Врач пролистал свои записи.
— Всё, что он рассказал, — это что его домоправительница иногда оставляла еду для немой, и та, по её словам, была чужестранкой, возможно из семьи иммигрантов.
— Иммигрантка? Так он не утверждает, что она местная? Но я слышал… — Гость не договорил. — Какая разница, местная она или иммигрантка?
— Частичный мутизм, бывает, случается или, по крайней мере, усиливается вследствие изоляции иммигрантов, которые не в состоянии по-настоящему овладеть местным языком. Но мутизм способен развиться даже в местных семьях, если они живут в глуши, как эта женщина… — Врач улыбнулся с извиняющимся видом. — И знаете, даже если бы она могла говорить, в этих отдалённых долинах ещё жив такой древний диалект, что нам, наверно, понадобился бы переводчик, чтобы понять её! Нам также известно, что причиной мутизма становится и семейная тайна, когда детям советуют или приказывают не заговаривать с незнакомцами.
— И эта детская склонность быть скрытным с незнакомцами… она может перерасти в фактическую немоту, когда родители постоянно предупреждают, чтобы они не проболтались?
— Да.
— Такие случаи поддаются лечению?
— Как сказать. Некоторые пациенты преодолевают частичный мутизм тем, что начинают новую жизнь среди новых людей, но со старыми знакомыми, которые знают их как немых, по-прежнему хранят молчание.
— Так вы утверждаете, что незнакомый человек может побудить немую заговорить?
Врач снова посмотрел на неподвижную фигуру на больничной койке.
— Необходимо также сказать, монсеньор, что люди, уходящие в молчание настолько глубоко, как эта женщина, чаще всего остаются в его плену навсегда.
— И ничего нельзя сделать?
— Это зависит от пациента.
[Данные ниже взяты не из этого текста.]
use tracing::debug;

use super::{ActionContext, FieldAssignment, Signal, apply_assignments};
use crate::error::ActionError;
use crate::fields::BlockWrite;
use crate::record::Record;

/// Writes evaluated expressions into the record's own fields, then snapshots once.
#[derive(minicbor::Encode, minicbor::Decode, Debug, Clone, PartialEq, Default)]
pub struct SetField {
    #[n(0)]
    pub fields: Vec<FieldAssignment>,
    #[n(1)]
    pub block_mode: BlockWrite,
}

impl SetField {
    pub fn new(fields: Vec<FieldAssignment>) -> Self {
        Self {
            fields,
            block_mode: BlockWrite::Replace,
        }
    }

    pub fn set_block_mode(mut self, mode: BlockWrite) -> Self {
        self.block_mode = mode;
        self
    }

    pub(super) fn perform(
        &self,
        action_id: &str,
        record: &mut Record,
        ctx: &mut ActionContext<'_>,
    ) -> Result<Signal, ActionError> {
        let scope = ctx.scope(record);
        let mut data = record.data.clone();
        apply_assignments(
            ctx,
            &scope,
            &record.id,
            action_id,
            ctx.schema,
            "workflow",
            &mut data,
            &self.fields,
            self.block_mode,
        )?;

        let old = std::mem::replace(&mut record.data, data);
        let changed = record.snapshot(&old, ctx.schema, ctx.actor, Some(action_id), ctx.now());
        debug!(record_id = %record.id, action_id, changed, "fields set");
        Ok(Signal::Continue)
    }
}
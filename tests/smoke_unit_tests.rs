//! Smoke screen unit tests for formflow components
//!
//! These tests span the codebase and exercise public behavior in isolation from the service
//! scenarios. They are intended as a smoke screen and mostly test the happy path.

use std::sync::Arc;

use formflow::{
    actions::{Action, ActionKind, FieldAssignment, Jump, SetField},
    collaborators::{MemoryErrorLog, MemoryStore, RecordStore, ScriptedHttpClient},
    diff::diff,
    error::HistoryError,
    fields::{FieldDef, FieldKind, FormDef, Schema},
    record::Record,
    template::{Evaluator, Interpreter, Scope},
    types::{FixedClock, StatusId, TimeStamp},
    utils::new_uuid_to_bech32,
    value::{DataMap, Value},
    workflow::{Engine, Event, Outcome, Status, Workflow},
};

// UTILS MODULE TESTS
mod utils_tests {
    use super::*;

    /// Ids carry their human readable prefix
    #[test]
    fn generates_valid_bech32_with_hrp() {
        let encoded = new_uuid_to_bech32("record_").unwrap();
        assert!(encoded.starts_with("record_1"));
        assert!(encoded.len() > 10);
    }

    #[test]
    fn handles_empty_hrp() {
        assert!(new_uuid_to_bech32("").is_err());
    }
}

// TIMESTAMP TESTS
mod timestamp_tests {
    use super::*;

    #[test]
    fn iso_round_trip() {
        let at = TimeStamp::new_with(2024, 2, 29, 23, 59, 1).unwrap();
        assert_eq!(TimeStamp::parse_iso(&at.to_iso()).unwrap(), at);
    }

    #[test]
    fn rejects_garbage() {
        assert_eq!(
            TimeStamp::parse_iso("not a date"),
            Err(HistoryError::InvalidTimestampFormat("not a date".into()))
        );
    }

    #[test]
    fn invalid_calendar_date_is_none() {
        assert!(TimeStamp::new_with(2023, 2, 29, 0, 0, 0).is_none());
    }
}

// TEMPLATE TESTS
mod template_tests {
    use super::*;

    fn record() -> (Record, Schema) {
        let schema = Schema::new(vec![
            FieldDef::new("1", FieldKind::String).set_varname("email"),
            FieldDef::new("2", FieldKind::String).set_varname("amount"),
        ]);
        let mut data = DataMap::new();
        data.insert("1".into(), Value::from("jane@example.test"));
        data.insert("2".into(), Value::from("12"));
        let record = Record::create_with_id(
            "record_1".into(),
            "form",
            StatusId::from("new"),
            data,
            None,
            TimeStamp::new(),
        );
        (record, schema)
    }

    #[test]
    fn record_scope_exposes_fields_by_varname_and_id() {
        let (record, schema) = record();
        let scope = Scope::for_record(&record, &schema, Some("agent"));
        assert_eq!(scope.get("form_var_email"), &Value::from("jane@example.test"));
        assert_eq!(scope.get("form_f2"), &Value::from("12"));
        assert_eq!(scope.get("form_status"), &Value::from("new"));
        assert_eq!(scope.get("session_user"), &Value::from("agent"));
        assert_eq!(scope.get("form_var_missing"), &Value::Null);
    }

    #[test]
    fn conditions_compare_loosely() {
        let (record, schema) = record();
        let scope = Scope::for_record(&record, &schema, None);
        let interpreter = Interpreter;
        assert!(interpreter.evaluate_condition("form_var_amount == 12", &scope).unwrap());
        assert!(interpreter.evaluate_condition("{{ form_var_amount > 10 }}", &scope).unwrap());
        assert!(!interpreter.evaluate_condition("not form_var_email", &scope).unwrap());
    }

    #[test]
    fn rendering_mixes_text_and_values() {
        let (record, schema) = record();
        let scope = Scope::for_record(&record, &schema, None);
        let value = Interpreter
            .evaluate("Hello {{ form_var_email|upper }}", &scope)
            .unwrap();
        assert_eq!(value, Value::from("Hello JANE@EXAMPLE.TEST"));
    }
}

// DIFF TESTS
mod diff_tests {
    use super::*;

    #[test]
    fn display_lists_changes() {
        let schema = Schema::new(vec![FieldDef::new("1", FieldKind::String)]);
        let mut old = DataMap::new();
        old.insert("1".into(), Value::from("before"));
        let mut new = DataMap::new();
        new.insert("1".into(), Value::from("after"));

        let result = diff(&old, &new, &schema);
        assert_eq!(result.len(), 1);
        let table = result.to_string();
        assert!(table.starts_with("Field"));
        assert!(table.contains("before"));
        assert!(table.contains("after"));
    }
}

// ENGINE TESTS (in-memory collaborators)
mod engine_tests {
    use super::*;

    #[test]
    fn engine_runs_set_field_then_jumps() {
        let store = Arc::new(MemoryStore::new());
        let errors = Arc::new(MemoryErrorLog::new());
        let clock = Arc::new(FixedClock::new(TimeStamp::new()));
        let engine = Engine::new(store.clone(), Arc::new(ScriptedHttpClient::new()), errors.clone())
            .set_clock(clock);

        let formdef = FormDef::new(
            "form",
            "Form",
            "wf",
            vec![FieldDef::new("1", FieldKind::String).set_varname("state")],
        );
        let workflow = Workflow::new("wf", "Workflow", "new")
            .add_status(
                Status::new("new", "New")
                    .add_action(Action::new(
                        "_set",
                        ActionKind::SetField(SetField::new(vec![FieldAssignment::new("1", "checked")])),
                    ))
                    .add_action(
                        Action::new("_go", ActionKind::Jump(Jump::new("done")))
                            .set_condition("form_var_state == 'checked'"),
                    ),
            )
            .add_status(Status::new("done", "Done"));

        let mut record = Record::create(
            "form",
            workflow.initial_status.clone(),
            DataMap::new(),
            None,
            TimeStamp::new(),
        )
        .unwrap();
        let outcome = engine
            .advance(&mut record, &workflow, &formdef, Event::Created, None)
            .unwrap();

        assert_eq!(outcome, Outcome::Stable);
        assert_eq!(record.status, StatusId::from("done"));
        assert_eq!(record.data["1"], Value::from("checked"));
        assert!(errors.reports().is_empty());

        store.save_record(&record).unwrap();
        assert_eq!(store.load_record(&record.id).unwrap(), Some(record));
    }
}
Загадка мутизма по-прежнему не решена. Он легко не «излечивается».
Визитёр отвернулся от немой и принялся разглядывать огромную фреску, занимавшую целую стену палаты. Фреска, с круглым, как луна, пятном обвалившейся штукатурки, изображала сцену, в которой он мгновенно узнал библейский пруд, в котором животных омывали перед закланием.
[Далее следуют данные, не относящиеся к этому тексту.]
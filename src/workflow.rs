//! Status graph and the engine that advances records through it
use std::collections::{BTreeSet, HashMap, VecDeque};
use std::sync::Arc;

use tracing::{debug, error, info, warn};

use crate::actions::{Action, ActionContext, ActionKind, Signal};
use crate::collaborators::{ErrorReport, ErrorSink, HttpClient, RecordStore};
use crate::config::EngineConfig;
use crate::error::{ActionError, EngineError, FailurePolicy, WorkflowError};
use crate::fields::{FieldDef, FormDef, Schema};
use crate::record::Record;
use crate::template::{Evaluator, Interpreter};
use crate::types::{Clock, StatusId, SystemClock};
use crate::value::DataMap;

#[derive(minicbor::Encode, minicbor::Decode, Debug, Clone, PartialEq)]
pub struct Status {
    #[n(0)]
    pub id: StatusId,
    #[n(1)]
    pub name: String,
    #[n(2)]
    pub actions: Vec<Action>,
    #[n(3)]
    pub visibility: Vec<String>, // roles allowed to see records in this status, empty is everyone
}

/// Role standing for whoever submitted the record.
pub const SUBMITTER_ROLE: &str = "_submitter";

/// Whether `actor` holds one of `roles`. Roles name users directly, or [`SUBMITTER_ROLE`].
/// An empty list admits everyone, including anonymous callers.
pub fn actor_has_role(roles: &[String], record: &Record, actor: Option<&str>) -> bool {
    if roles.is_empty() {
        return true;
    }
    let Some(actor) = actor else {
        return false;
    };
    roles.iter().any(|role| {
        role == actor || (role == SUBMITTER_ROLE && record.user_id.as_deref() == Some(actor))
    })
}

impl Status {
    pub fn new(id: &str, name: &str) -> Self {
        Self {
            id: StatusId::from(id),
            name: name.to_string(),
            actions: vec![],
            visibility: vec![],
        }
    }

    pub fn add_action(mut self, action: Action) -> Self {
        self.actions.push(action);
        self
    }

    pub fn set_visibility(mut self, roles: Vec<String>) -> Self {
        self.visibility = roles;
        self
    }

    pub fn action(&self, id: &str) -> Option<&Action> {
        self.actions.iter().find(|action| action.id == id)
    }

    pub fn has_waitpoint(&self) -> bool {
        self.actions.iter().any(Action::is_waitpoint)
    }

    pub fn visible_to(&self, record: &Record, actor: Option<&str>) -> bool {
        actor_has_role(&self.visibility, record, actor)
    }
}

#[derive(minicbor::Encode, minicbor::Decode, Debug, Clone, PartialEq)]
pub struct Workflow {
    #[n(0)]
    pub id: String,
    #[n(1)]
    pub name: String,
    #[n(2)]
    pub initial_status: StatusId,
    #[n(3)]
    pub statuses: Vec<Status>,
    #[n(4)]
    pub backoffice_fields: Vec<FieldDef>,
}

impl Workflow {
    pub fn new(id: &str, name: &str, initial_status: &str) -> Self {
        Self {
            id: id.to_string(),
            name: name.to_string(),
            initial_status: StatusId::from(initial_status),
            statuses: vec![],
            backoffice_fields: vec![],
        }
    }

    pub fn add_status(mut self, status: Status) -> Self {
        self.statuses.push(status);
        self
    }

    pub fn set_backoffice_fields(mut self, fields: Vec<FieldDef>) -> Self {
        self.backoffice_fields = fields;
        self
    }

    pub fn status(&self, id: &StatusId) -> Option<&Status> {
        self.statuses.iter().find(|status| status.id == *id)
    }

    /// Every structural problem of the graph.
    pub fn validate(&self) -> Result<(), Vec<WorkflowError>> {
        let mut problems = vec![];
        if self.status(&self.initial_status).is_none() {
            problems.push(WorkflowError::MissingInitialStatus(
                self.initial_status.clone(),
            ));
        }
        let mut status_ids = BTreeSet::new();
        let mut action_ids = BTreeSet::new();
        for status in &self.statuses {
            if !status_ids.insert(&status.id) {
                problems.push(WorkflowError::DuplicateStatus(status.id.clone()));
            }
            for action in &status.actions {
                if !action_ids.insert(action.id.as_str()) {
                    problems.push(WorkflowError::DuplicateAction(action.id.clone()));
                }
                for target in action.targets() {
                    if self.status(target).is_none() {
                        problems.push(WorkflowError::UnknownTarget {
                            action_id: action.id.clone(),
                            target: target.clone(),
                        });
                    }
                }
            }
        }
        if problems.is_empty() {
            Ok(())
        } else {
            Err(problems)
        }
    }

    /// Statuses no chain of jumps, buttons or webservice fallbacks leads to from the initial one.
    pub fn unreachable_statuses(&self) -> Vec<&StatusId> {
        let mut seen: BTreeSet<&StatusId> = BTreeSet::new();
        let mut queue = VecDeque::from([&self.initial_status]);
        while let Some(id) = queue.pop_front() {
            if !seen.insert(id) {
                continue;
            }
            if let Some(status) = self.status(id) {
                queue.extend(status.actions.iter().flat_map(Action::targets));
            }
        }
        self.statuses
            .iter()
            .map(|status| &status.id)
            .filter(|id| !seen.contains(id))
            .collect()
    }
}

/// What started an advancement.
#[derive(Debug, Clone, PartialEq, Eq)]
pub enum Event {
    /// Run the actions of the current status (submission, import, linked creation).
    Created,
    /// A human pressed the choice button with this action id.
    Button(String),
    /// An external callback naming a trigger jump.
    Callback(String),
    /// Periodic evaluation of timeout jumps.
    Timer,
}

/// Where an advancement settled.
#[derive(Debug, Clone, Copy, PartialEq, Eq)]
pub enum Outcome {
    /// No automatic progress left and nothing is awaited.
    Stable,
    /// Waiting on a human or an external event.
    Paused,
    /// An action halted processing (webservice error policy).
    Stopped,
}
— Говорят, она любит животных, — сказал врач с лёгкой улыбкой.
— Вы не думали о том, что, возможно, она будет счастливее, пребывая в молчании? Где-нибудь, где на неё не станут оказывать такого… давления, скажем так?
— Вы имеете в виду дом призрения? Судя по тому, что я слышал, не похоже, чтобы молчание сделало эту женщину счастливее.
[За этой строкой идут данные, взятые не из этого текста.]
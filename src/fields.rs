//! Field definitions and the per-kind value contract (validate, normalize, equals, set)
use std::collections::BTreeMap;
use std::ops::RangeInclusive;

use chrono::{Datelike, NaiveDate, NaiveDateTime, Timelike};

use crate::error::{SetValueError, ValidationError};
use crate::value::{BlockValue, DataMap, DateValue, Value, lookup};

pub const DEFAULT_DATE_YEARS: RangeInclusive<i32> = 1800..=9999;

#[derive(
    minicbor::Encode, minicbor::Decode, Debug, Clone, Copy, PartialEq, Eq, PartialOrd, Ord, Hash,
)]
pub enum FieldKind {
    #[n(0)]
    String,
    #[n(1)]
    Text,
    #[n(2)]
    Bool,
    #[n(3)]
    Date,
    #[n(4)]
    Item,
    #[n(5)]
    Items,
    #[n(6)]
    File,
    #[n(7)]
    Block,
    #[n(8)]
    Computed,
    #[n(9)]
    Map,
}

impl FieldKind {
    pub fn label(&self) -> &'static str {
        match self {
            FieldKind::String => "string",
            FieldKind::Text => "text",
            FieldKind::Bool => "bool",
            FieldKind::Date => "date",
            FieldKind::Item => "item",
            FieldKind::Items => "items",
            FieldKind::File => "file",
            FieldKind::Block => "block",
            FieldKind::Computed => "computed",
            FieldKind::Map => "map",
        }
    }
}

/// Whether a value survives redaction.
#[derive(minicbor::Encode, minicbor::Decode, Debug, Clone, Copy, PartialEq, Eq, Default)]
pub enum AnonymisePolicy {
    #[n(0)]
    No,
    #[n(1)]
    Intermediate,
    #[n(2)]
    #[default]
    Final,
}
— Простите, доктор, но вы должны помнить, что члены религиозных братств почитают молчание за добродетель. Сам святой Бенедикт учил своих последователей молчанию, говоря: «Кто хранит уста свои и язык свой — тот хранит от бед душу свою».[117] Подняв руку в жесте благословения (чуть ли не приказывая неслышащей женщине утешиться), он произнёс нараспев: «Господь сам есть молчание. Совершенство Его бесконечно и неизреченно». Он возложил руку на лоб женщины, его длинные чистые изящные пальцы сжали ей череп. «Положи, Господи, охрану устам моим и огради двери уст моих».[118]
По всему телу немой прошла дрожь, она выгнула спину, будто её подвергли электрическому шоку, потом снова упала на кровать и застыла.